Miesta Music/Warner UK
Arrivals is the seventh album for Irish singer-songwriter Declan O’Rourke and represents his first new material in two years, and importantly, a new raw, intimate sound encouraged and realized by producer Paul Weller of Jam fame. Weller is also a multi-instrumentalist who chips in now and then along with some strings and other well-placed instruments on some selections. Mostly though, this is O’Rourke’s lived-in, resonant, and highly credible voice across personal and a couple of political songs, all recorded at Weller’s Black Barn studio in Surrey, UK.
O’Rourke was born in Dublin, spent his childhood in the Australian town of Kyabram and now resides in the Galway village of KInvara, which he nods to in the gorgeous “The Stars Over Kinvara,” a multigenerational tribute to his grandfather’s life in the same village. O’Rourke feels that family is the most important aspect of life, and thus many of his songs speak to a family issue or history. Early in the album we have the aforementioned song as well as “Harbour,” in the style of Paul Brady, which paints little portraits of working-class characters who dream of bigger things – “Johnny cooks a steak from Lidi’s on a Friday night/After spendin’ all the week long workin’ hard layin’ tiles” and “I’ve got a friend named Pete/Who sometimes helps me with my trees” all paid off by his own “And I look for pretty stories for to sing as mind and fill my sail/And when you live by the weather/Every wind has a tail.”

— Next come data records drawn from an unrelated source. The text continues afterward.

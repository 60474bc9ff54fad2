//! Y-Link site backend.
//!
//! Serves the DMX calculators from `ylink-core` over HTTP, together with the
//! pilot-only download, interest sign-ups and the language switcher's route
//! lookup. The binary
//! in `main.rs` and the integration tests both build the app through
//! [`router::build_app_router`].

pub mod config;
pub mod content;
pub mod error;
pub mod locale;
pub mod pilots;
pub mod router;
pub mod routes;
pub mod session;
pub mod state;
pub mod subscriptions;
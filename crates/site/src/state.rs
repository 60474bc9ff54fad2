use std::sync::Arc;

use ylink_core::ToolSettings;

use crate::content::{ContentRepository, PilotRepository};
use crate::session::SessionCodec;
use crate::subscriptions::SubscriptionRepository;

/// Shared state handed to every handler via `State<AppState>`.
#[derive(Clone)]
pub struct AppState {
    /// Post and series slugs for the language switcher.
    pub content: Arc<dyn ContentRepository>,
    pub pilots: Arc<dyn PilotRepository>,
    pub subscriptions: Arc<dyn SubscriptionRepository>,
    /// Verifies `pilot_session` cookies.
    pub sessions: SessionCodec,
    /// Calculator defaults and input limits loaded at startup.
    pub tools: Arc<ToolSettings>,
}
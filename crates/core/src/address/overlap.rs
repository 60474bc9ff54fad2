use serde::{Deserialize, Serialize};

/// Inclusive channel range occupied by one fixture.
#[derive(Clone, Debug, PartialEq, Eq, Serialize, Deserialize)]
pub struct PlacementRange {
    pub id: String,
    pub start: u32,
    pub end: u32,
}

/// Two ranges that share channels, with the shared span.
#[derive(Clone, Debug, PartialEq, Eq, Serialize, Deserialize)]
#[serde(rename_all = "camelCase")]
pub struct OverlapRange {
    pub a_id: String,
    pub b_id: String,
    pub start: u32,
    pub end: u32,
}

impl PlacementRange {
    pub fn new(id: &str, start: u32, end: u32) -> Self {
        PlacementRange {
            id: id.to_string(),
            start,
            end,
        }
    }
}

/// Floors a user supplied number and raises it to at least `min`.
/// NaN and infinities collapse to `min`.
pub fn clamp_int(value: f64, min: u32) -> u32 {
    if !value.is_finite() {
        return min;
    }
    let floored = value.floor();
    if floored <= f64::from(min) {
        min
    } else if floored >= f64::from(u32::MAX) {
        u32::MAX
    } else {
        floored as u32
    }
}

/// Lowest 1-based address at or after `start_address` where `channels_needed`
/// consecutive cells of `occupied` are free.
pub fn next_free_address(
    occupied: &[bool],
    channels_needed: u32,
    start_address: u32,
) -> Option<u32> {
    if channels_needed == 0 {
        return None;
    }
    let required = channels_needed as usize;
    let start = start_address.max(1) as usize;
    if required > occupied.len() {
        return None;
    }
    let max_start = occupied.len() - required + 1;

    let mut address = start;
    while address <= max_start {
        let run = &occupied[address - 1..address - 1 + required];
        match run.iter().rposition(|cell| *cell) {
            // Jump past the last occupied cell in the window
            Some(offset) => address += offset + 1,
            None => return Some(address as u32),
        }
    }

    None
}

/// Every pair of ranges that share at least one channel.
pub fn check_overlap(ranges: &[PlacementRange]) -> Vec<OverlapRange> {
    let mut overlaps = Vec::new();
    for (i, a) in ranges.iter().enumerate() {
        for b in &ranges[i + 1..] {
            let start = a.start.max(b.start);
            let end = a.end.min(b.end);
            if start <= end {
                overlaps.push(OverlapRange {
                    a_id: a.id.clone(),
                    b_id: b.id.clone(),
                    start,
                    end,
                });
            }
        }
    }
    overlaps
}

#[cfg(test)]
mod tests {
    use super::*;

    const UNIVERSE: usize = 512;

    #[test]
    fn test_single_overlap_bounds() {
        let overlaps = check_overlap(&[
            PlacementRange::new("a", 1, 10),
            PlacementRange::new("b", 5, 15),
        ]);
        assert_eq!(
            overlaps,
            vec![OverlapRange {
                a_id: "a".to_string(),
                b_id: "b".to_string(),
                start: 5,
                end: 10,
            }]
        );
    }

    #[test]
    fn test_adjacent_ranges_do_not_overlap() {
        let overlaps = check_overlap(&[
            PlacementRange::new("a", 1, 12),
            PlacementRange::new("b", 13, 24),
            PlacementRange::new("c", 25, 25),
        ]);
        assert!(overlaps.is_empty());
    }

    #[test]
    fn test_touching_endpoint_is_inclusive() {
        let overlaps = check_overlap(&[
            PlacementRange::new("a", 1, 13),
            PlacementRange::new("b", 13, 20),
        ]);
        assert_eq!(overlaps.len(), 1);
        assert_eq!((overlaps[0].start, overlaps[0].end), (13, 13));
    }

    #[test]
    fn test_each_pair_reported_once() {
        let overlaps = check_overlap(&[
            PlacementRange::new("a", 1, 20),
            PlacementRange::new("b", 5, 8),
            PlacementRange::new("c", 7, 30),
        ]);
        let pairs: Vec<_> = overlaps
            .iter()
            .map(|o| (o.a_id.as_str(), o.b_id.as_str(), o.start, o.end))
            .collect();
        assert_eq!(
            pairs,
            vec![("a", "b", 5, 8), ("a", "c", 7, 20), ("b", "c", 7, 8)]
        );
        assert!(overlaps.iter().all(|o| o.a_id != o.b_id));
    }

    #[test]
    fn test_next_free_on_empty_universe() {
        let occupied = vec![false; UNIVERSE];
        assert_eq!(next_free_address(&occupied, 13, 1), Some(1));
    }

    #[test]
    fn test_next_free_after_placement() {
        let mut occupied = vec![false; UNIVERSE];
        occupied[..13].iter_mut().for_each(|cell| *cell = true);
        assert_eq!(next_free_address(&occupied, 13, 1), Some(14));
    }

    #[test]
    fn test_next_free_skips_small_gaps() {
        let mut occupied = vec![false; 40];
        occupied[..10].iter_mut().for_each(|cell| *cell = true);
        // 5 channel gap at 11..=15, then occupied again
        occupied[15..20].iter_mut().for_each(|cell| *cell = true);
        assert_eq!(next_free_address(&occupied, 5, 1), Some(11));
        assert_eq!(next_free_address(&occupied, 6, 1), Some(21));
    }

    #[test]
    fn test_next_free_respects_floor() {
        let occupied = vec![false; UNIVERSE];
        assert_eq!(next_free_address(&occupied, 4, 100), Some(100));
        assert_eq!(next_free_address(&occupied, 4, 0), Some(1));
    }

    #[test]
    fn test_next_free_never_runs_past_the_end() {
        let occupied = vec![false; UNIVERSE];
        assert_eq!(next_free_address(&occupied, 13, 500), Some(500));
        assert_eq!(next_free_address(&occupied, 13, 501), None);
        assert_eq!(next_free_address(&occupied, 513, 1), None);

        let mut occupied = vec![false; UNIVERSE];
        occupied[UNIVERSE - 1] = true;
        assert_eq!(next_free_address(&occupied, 13, 500), None);
    }

    #[test]
    fn test_zero_length_request_is_not_found() {
        let occupied = vec![false; UNIVERSE];
        assert_eq!(next_free_address(&occupied, 0, 1), None);
    }

    #[test]
    fn test_returned_run_is_free() {
        let mut occupied = vec![false; UNIVERSE];
        for (i, cell) in occupied.iter_mut().enumerate() {
            *cell = i % 7 == 0 || i % 11 == 0;
        }
        for needed in 1..8u32 {
            if let Some(address) = next_free_address(&occupied, needed, 1) {
                let start = address as usize - 1;
                let end = start + needed as usize;
                assert!(end <= occupied.len());
                assert!(occupied[start..end].iter().all(|cell| !cell));
            }
        }
    }

    #[test]
    fn test_clamp_int() {
        assert_eq!(clamp_int(12.9, 1), 12);
        assert_eq!(clamp_int(-4.0, 1), 1);
        assert_eq!(clamp_int(0.0, 0), 0);
        assert_eq!(clamp_int(f64::NAN, 1), 1);
        assert_eq!(clamp_int(f64::INFINITY, 1), 1);
    }
}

A clear highlight is “Olympian” where tells the story of young Syrian swimmer Yusra Mardini and her courageous swim across the Aegean Sea to escape her war-torn homeland. It is rendered quietly and subtly but he creates drama by having the backing strings recede in few places to his recital three times of “Olympian” his voice climaxing alone in the mix. It’s a touching moment. The understated piano imbued title track is an homage to emigrants, so integral to his country’s history. “Have You Not Heard the War Is Over” is the second somewhat political song, and it is themed on the futility of war with provocative lines like “The word border is a man-made invention” and “They say War is a state of illusion/Just made up to remind us we are free.”

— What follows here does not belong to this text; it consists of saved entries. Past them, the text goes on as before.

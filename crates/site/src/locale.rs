//! Site locales, locale path prefixes and the language switcher lookup.

use serde::{Deserialize, Serialize};

use crate::content::ContentRepository;

pub const BLOG_PREFIX: &str = "/blog";
pub const GUIDES_PREFIX: &str = "/guides";

#[derive(Clone, Copy, Debug, Default, PartialEq, Eq, Hash, Serialize, Deserialize)]
#[serde(rename_all = "lowercase")]
pub enum Locale {
    #[default]
    Nb,
    En,
}

impl Locale {
    pub fn all() -> [Locale; 2] {
        [Locale::Nb, Locale::En]
    }

    pub fn as_str(&self) -> &'static str {
        match self {
            Locale::Nb => "nb",
            Locale::En => "en",
        }
    }

    /// BCP 47 tag used for `lang` attributes and dictionaries.
    pub fn tag(&self) -> &'static str {
        match self {
            Locale::Nb => "nb-NO",
            Locale::En => "en-US",
        }
    }

    /// Case-insensitive; anything else is `None`.
    pub fn parse(value: &str) -> Option<Locale> {
        match value.to_ascii_lowercase().as_str() {
            "nb" => Some(Locale::Nb),
            "en" => Some(Locale::En),
            _ => None,
        }
    }

    /// Like [`Locale::parse`], falling back to the default locale.
    pub fn normalize(value: Option<&str>) -> Locale {
        value.and_then(Locale::parse).unwrap_or_default()
    }
}

impl std::fmt::Display for Locale {
    fn fmt(&self, f: &mut std::fmt::Formatter) -> std::fmt::Result {
        write!(f, "{}", self.as_str())
    }
}

/// `/{locale}{path}`; the root maps to `/{locale}`.
pub fn prefix_locale(locale: Locale, path: &str) -> String {
    let path = normalize_path(Some(path));
    if path == "/" {
        format!("/{}", locale)
    } else {
        format!("/{}{}", locale, path)
    }
}

/// Split a leading locale segment off `pathname`. Paths without one belong
/// to the default locale and are returned as is.
pub fn strip_locale_from_path(pathname: &str) -> (Locale, String) {
    let mut segments = pathname.split('/');
    let _leading = segments.next();
    if let Some(locale) = segments.next().and_then(Locale::parse) {
        let rest: Vec<&str> = segments.filter(|segment| !segment.is_empty()).collect();
        return (locale, format!("/{}", rest.join("/")));
    }

    let path = if pathname.is_empty() { "/" } else { pathname };
    (Locale::default(), path.to_string())
}

fn normalize_path(value: Option<&str>) -> String {
    match value {
        None | Some("") => "/".to_string(),
        Some(path) if path.starts_with('/') => path.to_string(),
        Some(path) => format!("/{}", path),
    }
}

/// Segments after `prefix` when `path` is that section, e.g. `/guides/a/b`.
fn section_segments<'a>(path: &'a str, prefix: &str) -> Option<Vec<&'a str>> {
    let rest = path.strip_prefix(prefix)?;
    if !(rest.is_empty() || rest.starts_with('/')) {
        return None;
    }
    Some(rest.split('/').filter(|segment| !segment.is_empty()).collect())
}

/// Logs backend failures and treats them as "not found".
fn found<T>(result: Result<Option<T>, crate::content::ContentError>) -> Option<T> {
    result.unwrap_or_else(|e| {
        log::error!("Content lookup failed: {}", e);
        None
    })
}

/// The equivalent of `path` in the `to` locale.
///
/// Blog posts and guides have per-locale slugs, so switching language means
/// looking up the sibling translation. When the post exists but has no
/// translation the section root is returned; when the source slug is
/// unknown, or either locale is unsupported, the path is returned unchanged.
pub async fn resolve_locale_route(
    repo: &dyn ContentRepository,
    from: Option<&str>,
    to: Option<&str>,
    path: Option<&str>,
) -> String {
    let raw_path = normalize_path(path);
    let (Some(from), Some(to)) = (from.and_then(Locale::parse), to.and_then(Locale::parse)) else {
        return raw_path;
    };

    if let Some(segments) = section_segments(&raw_path, BLOG_PREFIX) {
        let Some(slug) = segments.first() else {
            return raw_path;
        };
        let Some(post_id) = found(repo.blog_post_id_by_slug(from, slug).await) else {
            return raw_path;
        };
        return match found(repo.translation_slug(post_id, to).await) {
            Some(target) => format!("{}/{}", BLOG_PREFIX, target),
            None => BLOG_PREFIX.to_string(),
        };
    }

    if let Some(segments) = section_segments(&raw_path, GUIDES_PREFIX) {
        match segments.as_slice() {
            [post_slug] => {
                let Some(lookup) = found(repo.guide_post_by_slug(from, post_slug, None).await)
                else {
                    return raw_path;
                };
                let Some(target) = found(repo.translation_slug(lookup.post_id, to).await) else {
                    return GUIDES_PREFIX.to_string();
                };
                let Some(series_id) = lookup.series_id else {
                    return format!("{}/{}", GUIDES_PREFIX, target);
                };
                return match found(repo.series_slug(&series_id, to).await) {
                    Some(series) => format!("{}/{}/{}", GUIDES_PREFIX, series, target),
                    None => GUIDES_PREFIX.to_string(),
                };
            }
            [series_slug, post_slug] => {
                let Some(series_id) = found(repo.series_id_by_slug(series_slug, from).await)
                else {
                    return raw_path;
                };
                let Some(lookup) = found(
                    repo.guide_post_by_slug(from, post_slug, Some(&series_id))
                        .await,
                ) else {
                    return raw_path;
                };
                let Some(target) = found(repo.translation_slug(lookup.post_id, to).await) else {
                    return GUIDES_PREFIX.to_string();
                };
                return match found(repo.series_slug(&series_id, to).await) {
                    Some(series) => format!("{}/{}/{}", GUIDES_PREFIX, series, target),
                    None => GUIDES_PREFIX.to_string(),
                };
            }
            _ => {}
        }
    }

    raw_path
}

“Convict Ways” decries the travails of men forced to travel across the globe to pay for their crimes, a kind of opposite notion to the title track. “Andy Sells Coke” departs form folk vibe slightly as O’Rourke uses the story to point out the uselessness of drugs. He seems to be using the relationship of the gods Zeus and Apollo as an analogy to his own conversations and conflicts with his own parents in “Zeus and Apollo.” For the closer, he throws a real curve ball with “This Thing That We Share,” creating a late-night jazz vibe with Weller’s tinkling piano and a soft tenor saxophone, evoking a bit of Chet Baker.
O’Rourke is a terrific songwriter and Weller’s stripped-down production allows O’Rourke’s acoustic guitar, textured vocals, and articulate lyrics all the space they need. It’s a quiet record for sure but its content speaks rather loudly.